The men who created the Australian commonwealth were largely products of this liberal education. Edmund Barton was reputed to carry a copy of Thucydides with him. Samuel Griffith published a translation of Dante. 

Traditional liberal education had both rigour and excellence. It also encouraged humility as one encountered some of the greatest minds of humankind. Thucydides or Shakespeare or Augustine have more to tell us about the human condition than the superficial scribblings of yet another denunciation of sexism and racism in Australia. 

Compare some of the key characteristics of cultural studies and the New Humanities. 


The focus is on popular culture and everyday life. 

You don't need to be able to read a language other than English. 

You don't need to know about any society other than your own. 

You don't need to know anything about any time except the present. 

You don't need to know anything about religion. 

You don't need to read any works that are more than 30 years old. 
At a time when more and more Australians are engaging with an internationalised world, the New Humanities would seem to lock people into a very narrow and restricted view of the world. 

Let's take some examples from Australian universities of what one can learn from the New Humanities: 

At the University of Melbourne one can study a unit entitled "Contemporary Culture and Everyday Life", which "introduces students to concepts such as hegemony, ideology and culture, in order to provide intellectual frameworks for the reading of diverse cultural sites such as the family home and practices (shopping, fandom)". 

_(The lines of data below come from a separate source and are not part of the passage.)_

// Copyright 2020 - developers of the `tlgram` project.
//
// Licensed under the Apache License, Version 2.0 <LICENSE-APACHE or
// https://www.apache.org/licenses/LICENSE-2.0> or the MIT license
// <LICENSE-MIT or https://opensource.org/licenses/MIT>, at your
// option. This file may not be copied, modified, or distributed
// except according to those terms.

//! This module contains additional, manual structures for some TL types.
use crate::mtp;
use flate2::write::{GzDecoder, GzEncoder};
use flate2::Compression;
use std::io::Write;
use tlgram_tl_types::{self as tl, Cursor, Deserializable, Identifiable, Serializable};

/// This struct represents the following TL definition:
///
/// ```tl
/// message msg_id:long seqno:int bytes:int body:Object = Message;
/// ```
///
/// Messages are what's ultimately sent to Telegram.
///
/// Each message has its own unique identifier, and the body is simply
/// the serialized request that should be executed on the server, or
/// the response object from Telegram.
pub(crate) struct Message {
    pub msg_id: i64,
    pub seq_no: i32,
    pub body: Vec<u8>,
}

impl Message {
    // msg_id (8 bytes), seq_no (4 bytes), bytes (4 len)
    pub const SIZE_OVERHEAD: usize = 16;

    /// Peek the constructor ID from the body.
    pub fn constructor_id(&self) -> Result<u32, tl::deserialize::Error> {
        u32::from_bytes(&self.body)
    }

    /// Determines whether this server message needs acknowledgement.
    pub fn requires_ack(&self) -> bool {
        // > Content-related Message
        // >   A message requiring an explicit acknowledgment.
        // > [...]
        // > (msg_seqno) [...] twice the number of "content-related" messages
        // > [...] and subsequently incremented by one if the current message
        // > is a content-related message.
        // https://core.telegram.org/mtproto/description#content-related-message
        self.seq_no % 2 == 1
    }
}

impl Serializable for Message {
    fn serialize<B: Write>(&self, buf: &mut B) -> std::io::Result<()> {
        self.msg_id.serialize(buf)?;
        self.seq_no.serialize(buf)?;
        (self.body.len() as i32).serialize(buf)?;
        buf.write_all(&self.body)
    }
}

impl Deserializable for Message {
    fn deserialize(buf: &mut Cursor) -> Result<Self, tl::deserialize::Error> {
        let msg_id = i64::deserialize(buf)?;
        let seq_no = i32::deserialize(buf)?;

        let len = i32::deserialize(buf)?;
        assert!(len >= 0);
        let len = len as usize;
        assert!(len < MessageContainer::MAXIMUM_SIZE);
        let mut body = vec![0; len];
        buf.read_exact(&mut body)?;

        Ok(Message {
            msg_id,
            seq_no,
            body,
        })
    }
}

/// This struct represents the following TL definition:
///
/// ```tl
/// rpc_result#f35c6d01 req_msg_id:long result:Object = RpcResult;
/// ```
pub(crate) struct RpcResult {
    pub req_msg_id: i64,
    pub result: Vec<u8>,
}

impl RpcResult {
    /// Peek the constructor ID from the result.
    pub fn inner_constructor(&self) -> Result<u32, tl::deserialize::Error> {
        u32::from_bytes(&self.result)
    }
}

impl Identifiable for RpcResult {
    #[allow(clippy::unreadable_literal)]
    const CONSTRUCTOR_ID: u32 = 0xf35c6d01;
}

impl Deserializable for RpcResult {
    fn deserialize(buf: &mut Cursor) -> Result<Self, tl::deserialize::Error> {
        let constructor_id = u32::deserialize(buf)?;
        if constructor_id != Self::CONSTRUCTOR_ID {
            return Err(tl::deserialize::Error::UnexpectedConstructor { id: constructor_id });
        }

        let req_msg_id = i64::deserialize(buf)?;
        let mut result = Vec::new();
        buf.read_to_end(&mut result)?;

        Ok(Self { req_msg_id, result })
    }
}

/// This struct represents the following TL definition:
///
/// ```tl
/// msg_container#73f1f8dc messages:vector<message> = MessageContainer;
/// ```
pub(crate) struct MessageContainer {
    pub messages: Vec<Message>,
}

impl MessageContainer {
    // constructor id (4 bytes), inner vec len (4 bytes)
    pub const SIZE_OVERHEAD: usize = 8;

    /// Maximum size in bytes for the inner payload of the container.
    /// Telegram will close the connection if the payload is bigger.
    /// The overhead of the container itself is subtracted.
    pub const MAXIMUM_SIZE: usize = 1_044_456 - Self::SIZE_OVERHEAD;

    /// Maximum amount of messages that can't be sent inside a single
    /// container, inclusive. Beyond this limit Telegram will respond
    /// with `BAD_MESSAGE` `64` (invalid container).
    ///
    /// This limit is not 100% accurate and may in some cases be higher.
    /// However, sending up to 100 requests at once in a single container
    /// is a reasonable conservative value, since it could also depend on
    /// other factors like size per request, but we cannot know this.
    pub const MAXIMUM_LENGTH: usize = 100;
}

impl Identifiable for MessageContainer {
    #[allow(clippy::unreadable_literal)]
    const CONSTRUCTOR_ID: u32 = 0x73f1f8dc;
}

impl Deserializable for MessageContainer {
    fn deserialize(buf: &mut Cursor) -> Result<Self, tl::deserialize::Error> {
        let constructor_id = u32::deserialize(buf)?;
        if constructor_id != Self::CONSTRUCTOR_ID {
            return Err(tl::deserialize::Error::UnexpectedConstructor { id: constructor_id });
        }

        let len = i32::deserialize(buf)?;
        assert!(len >= 0);
        let len = len as usize;
        let mut messages = Vec::with_capacity(len.min(Self::MAXIMUM_LENGTH));
        for _ in 0..len {
            messages.push(Message::deserialize(buf)?);
        }

        Ok(Self { messages })
    }
}

/// This struct represents the following TL definition:
///
/// ```tl
/// msg_copy#e06046b2 orig_message:Message = MessageCopy;
/// ```
///
/// Note that this is "not used", in favour of `msg_container`.
// Even though we use `MessageCopy::CONSTRUCTOR_ID`, the dead code lint fires.
#[allow(dead_code)]
pub(crate) struct MessageCopy {
    pub orig_message: Vec<Message>,
}

impl Identifiable for MessageCopy {
    #[allow(clippy::unreadable_literal)]
    const CONSTRUCTOR_ID: u32 = 0xe06046b2;
}

/// This struct represents the following TL definition:
///
/// ```tl
/// gzip_packed#3072cfa1 packed_data:string = Object;
/// ```
pub(crate) struct GzipPacked {
    pub packed_data: Vec<u8>,
}

impl GzipPacked {
    pub fn new(unpacked_data: &[u8]) -> Self {
        let mut encoder = GzEncoder::new(Vec::new(), Compression::best());
        // Safe to unwrap, in-memory data should not fail
        encoder.write_all(unpacked_data).unwrap();
        let packed_data = encoder.finish().unwrap();
        Self { packed_data }
    }

    pub fn decompress(&self) -> Result<Vec<u8>, mtp::DeserializeError> {
        let writer = Vec::new();
        let mut decoder = GzDecoder::new(writer);
        decoder
            .write_all(&self.packed_data[..])
            .map_err(|_| mtp::DeserializeError::DecompressionFailed)?;
        decoder
            .finish()
            .map_err(|_| mtp::DeserializeError::DecompressionFailed)
    }
}

impl Identifiable for GzipPacked {
    #[allow(clippy::unreadable_literal)]
    const CONSTRUCTOR_ID: u32 = 0x3072cfa1;
}

impl Serializable for GzipPacked {
    fn serialize<B: Write>(&self, buf: &mut B) -> std::io::Result<()> {
        Self::CONSTRUCTOR_ID.serialize(buf)?;
        self.packed_data.serialize(buf)
    }
}

impl Deserializable for GzipPacked {
    fn deserialize(buf: &mut Cursor) -> Result<Self, tl::deserialize::Error> {
        let constructor_id = u32::deserialize(buf)?;
        if constructor_id != Self::CONSTRUCTOR_ID {
            return Err(tl::deserialize::Error::UnexpectedConstructor { id: constructor_id });
        }

        let packed_data = Vec::<u8>::deserialize(buf)?;
        Ok(Self { packed_data })
    }
}

#[cfg(test)]
mod tests {
    use super::*;

    #[test]
    fn gzip_decompress() {
        let rpc_result = [
            1, 109, 92, 243, 132, 41, 150, 69, 54, 75, 49, 94, 161, 207, 114, 48, 254, 140, 1, 0,
            31, 139, 8, 0, 0, 0, 0, 0, 0, 3, 149, 147, 61, 75, 195, 80, 20, 134, 79, 62, 20, 84,
            170, 1, 17, 28, 68, 28, 132, 110, 183, 247, 38, 185, 249, 154, 58, 10, 130, 116, 116,
            170, 54, 109, 18, 11, 173, 169, 109, 90, 112, 210, 209, 81, 112, 112, 22, 127, 131, 56,
            232, 232, 224, 143, 112, 112, 238, 159, 168, 55, 31, 234, 77, 91, 82, 26, 184, 57, 36,
            79, 222, 115, 222, 251, 38, 9, 170, 27, 218, 209, 62, 128, 113, 76, 234, 181, 83, 82,
            55, 31, 175, 223, 101, 0, 216, 249, 120, 217, 219, 102, 181, 244, 244, 186, 203, 10, 8,
            108, 109, 18, 221, 70, 132, 234, 136, 152, 20, 81, 13, 222, 132, 148, 43, 11, 184, 144,
            241, 178, 138, 49, 113, 176, 171, 90, 142, 175, 106, 45, 199, 79, 46, 217, 145, 63, 53,
            126, 117, 241, 92, 49, 215, 215, 48, 17, 197, 185, 185, 179, 156, 252, 113, 49, 227,
            91, 60, 39, 148, 240, 190, 196, 127, 95, 134, 217, 116, 176, 238, 89, 177, 47, 181,
            200, 151, 180, 156, 206, 229, 247, 35, 229, 252, 176, 156, 8, 198, 252, 126, 138, 184,
            144, 241, 57, 57, 106, 139, 114, 148, 167, 115, 178, 73, 46, 199, 34, 46, 100, 124,
            206, 126, 245, 162, 185, 98, 166, 227, 242, 55, 16, 81, 49, 159, 227, 18, 125, 93, 222,
            207, 202, 76, 14, 126, 172, 163, 69, 126, 148, 76, 87, 178, 9, 139, 213, 66, 148, 185,
            177, 48, 0, 159, 211, 52, 167, 118, 198, 27, 189, 145, 134, 6, 145, 215, 65, 205, 176,
            11, 240, 201, 158, 171, 150, 36, 104, 177, 90, 211, 37, 184, 99, 63, 11, 30, 2, 124,
            63, 200, 73, 253, 98, 141, 206, 199, 233, 119, 18, 63, 11, 207, 34, 76, 38, 147, 155,
            120, 193, 248, 48, 185, 23, 207, 186, 117, 214, 146, 26, 247, 57, 56, 1, 184, 63, 19,
            18, 189, 82, 102, 51, 47, 162, 168, 55, 112, 42, 149, 8, 117, 189, 10, 123, 247, 65,
            219, 95, 247, 195, 97, 127, 112, 53, 108, 244, 61, 144, 221, 246, 101, 192, 116, 171,
            65, 24, 6, 29, 47, 13, 83, 73, 203, 15, 58, 186, 13, 141, 216, 3, 0, 0,
        ];
        let _rpc_result_id = &rpc_result[0..4];
        let _msg_id = &rpc_result[4..12];
        let gzipped = &rpc_result[12..rpc_result.len()];
        let gzip = GzipPacked::from_bytes(gzipped).unwrap();
        assert_eq!(gzip.decompress().unwrap().len(), 984);
    }
}
// Copyright 2020 - developers of the `tlgram` project.
//
// Licensed under the Apache License, Version 2.0 <LICENSE-APACHE or
// https://www.apache.org/licenses/LICENSE-2.0> or the MIT license
// <LICENSE-MIT or https://opensource.org/licenses/MIT>, at your
// option. This file may not be copied, modified, or distributed
// except according to those terms.
mod channel;
mod group;
mod user;

use tlgram_session::PackedType;
use tlgram_tl_types as tl;

pub use channel::Channel;
pub use tlgram_session::PackedChat;
pub use group::Group;
pub use user::{Platform, RestrictionReason, User};

/// A chat.
///
/// Chats represent places where you can share messages with others.
///
/// * Private conversations with other people are treated as the chat of the user itself.
/// * Conversations in a group, whether it's private or public, are simply known as groups.
/// * Conversations where only administrators broadcast messages are known as channels.
#[derive(Clone, Debug)]
pub enum Chat {
    /// A [`User`].
    User(User),

    /// A [`Group`] chat.
    Group(Group),

    /// A broadcast [`Channel`].
    Channel(Channel),
}

impl Chat {
    pub(crate) fn from_user(user: tl::enums::User) -> Self {
        Self::User(User::from_raw(user))
    }

    pub fn from_raw(chat: tl::enums::Chat) -> Self {
        use tl::enums::Chat as C;

        match chat {
            C::Empty(_) | C::Chat(_) | C::Forbidden(_) => Self::Group(Group::from_raw(chat)),
            C::Channel(ref channel) => {
                if channel.broadcast {
                    Self::Channel(Channel::from_raw(chat))
                } else {
                    Self::Group(Group::from_raw(chat))
                }
            }
            C::ChannelForbidden(ref channel) => {
                if channel.broadcast {
                    Self::Channel(Channel::from_raw(chat))
                } else {
                    Self::Group(Group::from_raw(chat))
                }
            }
        }
    }

    /// Return the unique identifier for this chat.
    ///
    /// Every account will see the same identifier for the same chat.
    ///
    /// This identifier will never change. However, small group chats may be migrated to
    /// megagroups. If this happens, both the old small group chat and the new megagroup
    /// exist as separate chats with different identifiers, but they are linked with a
    /// property.
    pub fn id(&self) -> i64 {
        match self {
            Self::User(user) => user.id(),
            Self::Group(group) => group.id(),
            Self::Channel(channel) => channel.id(),
        }
    }

    /// Return the name of this chat.
    ///
    /// For private conversations (users), this is their first name. For groups and channels,
    /// this is their title.
    ///
    /// The name will be `None` if the chat is inaccessible or if the account was deleted. It may
    /// also be `None` if you received it previously.
    pub fn name(&self) -> Option<&str> {
        match self {
            Self::User(user) => user.first_name(),
            Self::Group(group) => group.title(),
            Self::Channel(channel) => Some(channel.title()),
        }
    }

    /// Pack this chat into a smaller representation that can be loaded later.
    pub fn pack(&self) -> PackedChat {
        match self {
            Self::User(user) => user.pack(),
            Self::Group(chat) => chat.pack(),
            Self::Channel(channel) => channel.pack(),
        }
    }

    /// Return the `Peer` this chat corresponds to, suitable for use as a `ChatMap` key.
    pub fn peer(&self) -> tl::enums::Peer {
        self.pack().to_peer()
    }

    pub(crate) fn unpack(packed: PackedChat) -> Self {
        match packed.ty {
            PackedType::User => Chat::User(User::empty_with_hash_and_bot(
                packed.id,
                packed.access_hash,
                false,
            )),
            PackedType::Bot => Chat::User(User::empty_with_hash_and_bot(
                packed.id,
                packed.access_hash,
                true,
            )),
            PackedType::Chat => Chat::Group(Group::from_raw(
                tl::types::ChatEmpty { id: packed.id }.into(),
            )),
            PackedType::Megagroup => Chat::Group(Group::from_raw(
                tl::types::ChannelForbidden {
                    id: packed.id,
                    broadcast: false,
                    megagroup: true,
                    access_hash: packed.access_hash.unwrap_or(0),
                    title: String::new(),
                    until_date: None,
                }
                .into(),
            )),
            PackedType::Broadcast | PackedType::Gigagroup => Chat::Channel(Channel::from_raw(
                tl::types::ChannelForbidden {
                    id: packed.id,
                    broadcast: true,
                    megagroup: false,
                    access_hash: packed.access_hash.unwrap_or(0),
                    title: String::new(),
                    until_date: None,
                }
                .into(),
            )),
        }
    }

    /// Return the public @username of this chat, if any.
    ///
    /// The returned username does not contain the "@" prefix.
    ///
    /// Outside of the application, people may link to this user with one of Telegram's URLs, such
    /// as https://t.me/username.
    pub fn username(&self) -> Option<&str> {
        match self {
            Self::User(user) => user.username(),
            Self::Group(group) => group.username(),
            Self::Channel(channel) => channel.username(),
        }
    }

    /// Return collectible usernames of this chat, if any.
    ///
    /// The returned usernames do not contain the "@" prefix.
    ///
    /// Outside of the application, people may link to this user with one of its username, such
    /// as https://t.me/username.
    pub fn usernames(&self) -> Vec<&str> {
        match self {
            Self::User(user) => user.usernames(),
            Self::Group(group) => group.usernames(),
            Self::Channel(channel) => channel.usernames(),
        }
    }

    // If `Self` has `min` `access_hash`, returns a mutable reference to both `min` and `access_hash`.
    //
    // This serves as a way of checking "is it min?" and "update the access hash" both in one.
    // (Obtaining the non-min hash may require locking so it's desirable to check first, and also
    // to avoid double work to update it later, but it may not be possible to update it if the hash
    // is missing).
    pub(crate) fn get_min_hash_ref(&mut self) -> Option<(&mut bool, &mut i64)> {
        match self {
            Self::User(user) => match &mut user.raw {
                tl::enums::User::User(raw) => match (&mut raw.min, raw.access_hash.as_mut()) {
                    (m @ true, Some(ah)) => Some((m, ah)),
                    _ => None,
                },
                tl::enums::User::Empty(_) => None,
            },
            // Small group chats don't have an `access_hash` to begin with.
            Self::Group(_group) => None,
            Self::Channel(channel) => {
                match (&mut channel.raw.min, channel.raw.access_hash.as_mut()) {
                    (m @ true, Some(ah)) => Some((m, ah)),
                    _ => None,
                }
            }
        }
    }
}

impl From<Chat> for PackedChat {
    fn from(chat: Chat) -> Self {
        chat.pack()
    }
}

impl From<&Chat> for PackedChat {
    fn from(chat: &Chat) -> Self {
        chat.pack()
    }
}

At the ANU in "Reading Popular Culture: An Introduction to Cultural Studies" one is able to study "how objects such as the Walkman, the Holden and the Barbie doll have been represented in advertising and in product promotions". 

At UWA in a unit entitled "Sex, Bodies, Spaces: Gender and Pop Culture" the question is asked: "How can the practices of everyday life be interrogated to yield insights about the relationships between the body, gendered identities and prevailing cultural 'norms'?" 

One must truly wonder how a person who had spent some three or even four years studying Barbie dolls, shopping malls and gendered identities would measure up to Badham's ideal of culture. Would they be "temperate in opinion, temperate in measures, temperate in demeanour"? Given the opportunity, what sort of constitution would they be able to write for this country? 

Gregory Melleuish is associate professor of history and politics at University of Wollongong. This is an extract from his address to a Quadrant dinner on Wednesday.